Tally every line of the records below that includes "clamp", and reply with the total alone.

[Collected data entries]:
● ● ● ● ●

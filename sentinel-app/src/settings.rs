//! Runtime settings (JSON file, overridable through the environment).

use std::fs;
use std::path::{Path, PathBuf};
use std::time::Duration;

use serde::{Deserialize, Serialize};
use sentinel_core::coordinator::CoordinatorConfig;
use sentinel_core::vision::analyzer::AnalyzerConfig;
use tracing::warn;

#[derive(Debug, Clone, Serialize, Deserialize)]
#[serde(rename_all = "camelCase")]
#[serde(default)]
pub struct AppSettings {
    /// Base URL of the dispatch/prediction service. `None` keeps emergency
    /// notifications in dry-run mode.
    pub service_base_url: Option<String>,
    pub face_model_url: String,
    pub eye_model_url: String,
    pub emergency_contacts: Vec<String>,
    pub emergency_primary_number: Option<String>,
    pub poll_interval_secs: u64,
    pub vision_after_secs: u64,
    pub dictation_after_secs: u64,
    pub silence_countdown_secs: u64,
    pub closed_eye_frame_limit: u32,
    pub no_face_frame_limit: u32,
    /// Fixed fallback position when the runtime has no geolocation.
    pub latitude: Option<f64>,
    pub longitude: Option<f64>,
}

impl Default for AppSettings {
    fn default() -> Self {
        Self {
            service_base_url: None,
            face_model_url:
                "https://raw.githubusercontent.com/opencv/opencv/master/data/haarcascades/haarcascade_frontalface_default.xml"
                    .into(),
            eye_model_url:
                "https://raw.githubusercontent.com/opencv/opencv/master/data/haarcascades/haarcascade_eye.xml"
                    .into(),
            emergency_contacts: Vec::new(),
            emergency_primary_number: None,
            poll_interval_secs: 15,
            vision_after_secs: 40,
            dictation_after_secs: 5 * 60,
            silence_countdown_secs: 2 * 60,
            closed_eye_frame_limit: 60,
            no_face_frame_limit: 90,
            latitude: None,
            longitude: None,
        }
    }
}

impl AppSettings {
    pub fn normalize(&mut self) {
        self.poll_interval_secs = self.poll_interval_secs.clamp(1, 300);
        self.vision_after_secs = self.vision_after_secs.clamp(5, 3600);
        self.dictation_after_secs = self
            .dictation_after_secs
            .clamp(self.vision_after_secs, 24 * 3600);
        self.silence_countdown_secs = self.silence_countdown_secs.clamp(5, 3600);
        self.closed_eye_frame_limit = self.closed_eye_frame_limit.max(1);
        self.no_face_frame_limit = self.no_face_frame_limit.max(1);
        self.service_base_url = self
            .service_base_url
            .as_ref()
            .map(|u| u.trim().to_string())
            .filter(|u| !u.is_empty());
        self.emergency_primary_number = self
            .emergency_primary_number
            .as_ref()
            .map(|n| n.trim().to_string())
            .filter(|n| !n.is_empty());
        self.emergency_contacts = self
            .emergency_contacts
            .iter()
            .map(|c| c.trim().to_string())
            .filter(|c| !c.is_empty())
            .collect();
    }

    /// Environment variables win over the settings file.
    pub fn apply_env_overrides(&mut self) {
        if let Ok(url) = std::env::var("SENTINEL_SERVICE_URL") {
            self.service_base_url = Some(url);
        }
        if let Ok(url) = std::env::var("SENTINEL_FACE_MODEL_URL") {
            self.face_model_url = url;
        }
        if let Ok(url) = std::env::var("SENTINEL_EYE_MODEL_URL") {
            self.eye_model_url = url;
        }
        if let Ok(raw) = std::env::var("EMERGENCY_CONTACTS") {
            self.emergency_contacts = parse_list(&raw);
        }
        if let Ok(number) = std::env::var("EMERGENCY_PRIMARY_NUMBER") {
            self.emergency_primary_number = Some(number);
        }
        self.normalize();
    }

    pub fn coordinator_config(&self) -> CoordinatorConfig {
        CoordinatorConfig {
            poll_interval: Duration::from_secs(self.poll_interval_secs),
            vision_after: Duration::from_secs(self.vision_after_secs),
            dictation_after: Duration::from_secs(self.dictation_after_secs),
            silence_countdown: Duration::from_secs(self.silence_countdown_secs),
            analyzer: AnalyzerConfig {
                closed_eye_frame_limit: self.closed_eye_frame_limit,
                no_face_frame_limit: self.no_face_frame_limit,
            },
        }
    }
}

/// Comma-separated list, trimmed, blanks dropped.
pub fn parse_list(raw: &str) -> Vec<String> {
    raw.split(',')
        .map(|item| item.trim().to_string())
        .filter(|item| !item.is_empty())
        .collect()
}

pub fn default_settings_path() -> PathBuf {
    std::env::var("SENTINEL_SETTINGS")
        .map(PathBuf::from)
        .unwrap_or_else(|_| PathBuf::from("sentinel-settings.json"))
}

/// Read settings from `path`, falling back to defaults on a missing or
/// malformed file.
pub fn load_settings(path: &Path) -> AppSettings {
    let mut settings = match fs::read_to_string(path) {
        Ok(raw) => match serde_json::from_str::<AppSettings>(&raw) {
            Ok(settings) => settings,
            Err(e) => {
                warn!(path = ?path, error = %e, "malformed settings file — using defaults");
                AppSettings::default()
            }
        },
        Err(_) => AppSettings::default(),
    };
    settings.normalize();
    settings
}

● ● ● ● ●

[Response below]:
4